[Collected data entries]
Segment Open

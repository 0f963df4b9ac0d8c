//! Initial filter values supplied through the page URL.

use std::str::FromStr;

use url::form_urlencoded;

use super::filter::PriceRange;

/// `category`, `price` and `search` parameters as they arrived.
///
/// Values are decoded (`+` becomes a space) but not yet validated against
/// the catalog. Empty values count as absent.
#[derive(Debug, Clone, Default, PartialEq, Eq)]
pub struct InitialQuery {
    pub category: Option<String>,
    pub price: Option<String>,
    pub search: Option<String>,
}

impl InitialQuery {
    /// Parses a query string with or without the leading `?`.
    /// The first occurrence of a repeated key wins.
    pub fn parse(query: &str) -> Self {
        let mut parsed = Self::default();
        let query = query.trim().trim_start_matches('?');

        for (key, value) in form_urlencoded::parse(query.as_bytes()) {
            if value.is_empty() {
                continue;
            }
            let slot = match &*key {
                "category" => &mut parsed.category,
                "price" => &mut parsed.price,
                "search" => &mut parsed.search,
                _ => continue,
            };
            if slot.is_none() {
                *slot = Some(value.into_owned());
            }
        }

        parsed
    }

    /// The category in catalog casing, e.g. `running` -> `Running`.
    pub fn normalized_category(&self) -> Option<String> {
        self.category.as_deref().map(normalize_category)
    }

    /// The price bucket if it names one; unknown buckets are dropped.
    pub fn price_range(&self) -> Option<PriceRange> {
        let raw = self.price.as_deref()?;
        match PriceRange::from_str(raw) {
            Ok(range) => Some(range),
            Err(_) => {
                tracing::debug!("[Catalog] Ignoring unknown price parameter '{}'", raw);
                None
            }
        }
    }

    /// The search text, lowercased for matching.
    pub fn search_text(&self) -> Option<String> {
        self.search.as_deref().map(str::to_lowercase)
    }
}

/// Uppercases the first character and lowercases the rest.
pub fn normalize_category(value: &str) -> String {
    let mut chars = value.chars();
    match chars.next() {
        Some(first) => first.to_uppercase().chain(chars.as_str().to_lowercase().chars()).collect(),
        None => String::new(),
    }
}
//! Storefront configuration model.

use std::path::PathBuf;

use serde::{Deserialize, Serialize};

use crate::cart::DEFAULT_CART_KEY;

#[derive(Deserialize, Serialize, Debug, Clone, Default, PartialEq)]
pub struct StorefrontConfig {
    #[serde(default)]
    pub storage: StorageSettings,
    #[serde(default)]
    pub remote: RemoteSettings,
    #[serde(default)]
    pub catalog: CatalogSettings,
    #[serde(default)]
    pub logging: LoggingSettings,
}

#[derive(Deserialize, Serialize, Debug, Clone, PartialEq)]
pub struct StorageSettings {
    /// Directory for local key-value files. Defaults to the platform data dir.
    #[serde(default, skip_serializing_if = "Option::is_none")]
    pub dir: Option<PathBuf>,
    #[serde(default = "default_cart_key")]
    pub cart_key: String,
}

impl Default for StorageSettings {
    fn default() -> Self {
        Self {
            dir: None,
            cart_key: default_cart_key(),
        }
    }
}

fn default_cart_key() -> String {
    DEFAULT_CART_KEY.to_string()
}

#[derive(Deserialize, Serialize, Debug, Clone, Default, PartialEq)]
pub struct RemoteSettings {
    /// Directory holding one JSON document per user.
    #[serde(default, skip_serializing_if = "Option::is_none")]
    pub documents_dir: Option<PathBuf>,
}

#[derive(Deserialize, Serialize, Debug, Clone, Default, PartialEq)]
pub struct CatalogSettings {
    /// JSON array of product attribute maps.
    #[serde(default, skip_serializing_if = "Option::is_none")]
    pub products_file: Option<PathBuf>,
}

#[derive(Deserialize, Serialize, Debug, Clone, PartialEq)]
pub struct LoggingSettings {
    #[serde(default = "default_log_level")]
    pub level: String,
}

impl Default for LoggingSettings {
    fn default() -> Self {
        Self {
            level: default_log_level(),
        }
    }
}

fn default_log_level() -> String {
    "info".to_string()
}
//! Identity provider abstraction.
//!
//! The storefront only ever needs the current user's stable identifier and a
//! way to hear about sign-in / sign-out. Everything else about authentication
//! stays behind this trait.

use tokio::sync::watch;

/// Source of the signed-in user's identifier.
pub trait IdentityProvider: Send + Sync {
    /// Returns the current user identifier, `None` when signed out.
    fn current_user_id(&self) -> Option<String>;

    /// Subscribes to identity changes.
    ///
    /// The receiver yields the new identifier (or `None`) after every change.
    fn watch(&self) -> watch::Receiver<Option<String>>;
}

Segment Closed

# THE TASK
Each line in the entries above, starting at the line with "#[derive(Debug, Clone, Default, PartialEq, Eq)]" and ending at the line with "The category in", is to be printed exactly, and only those lines.

# RESPONSE BOX
#[derive(Debug, Clone, Default, PartialEq, Eq)]
pub struct InitialQuery {
    pub category: Option<String>,
    pub price: Option<String>,
    pub search: Option<String>,
}

impl InitialQuery {
    /// Parses a query string with or without the leading `?`.
    /// The first occurrence of a repeated key wins.
    pub fn parse(query: &str) -> Self {
        let mut parsed = Self::default();
        let query = query.trim().trim_start_matches('?');

        for (key, value) in form_urlencoded::parse(query.as_bytes()) {
            if value.is_empty() {
                continue;
            }
            let slot = match &*key {
                "category" => &mut parsed.category,
                "price" => &mut parsed.price,
                "search" => &mut parsed.search,
                _ => continue,
            };
            if slot.is_none() {
                *slot = Some(value.into_owned());
            }
        }

        parsed
    }

    /// The category in catalog casing, e.g. `running` -> `Running`.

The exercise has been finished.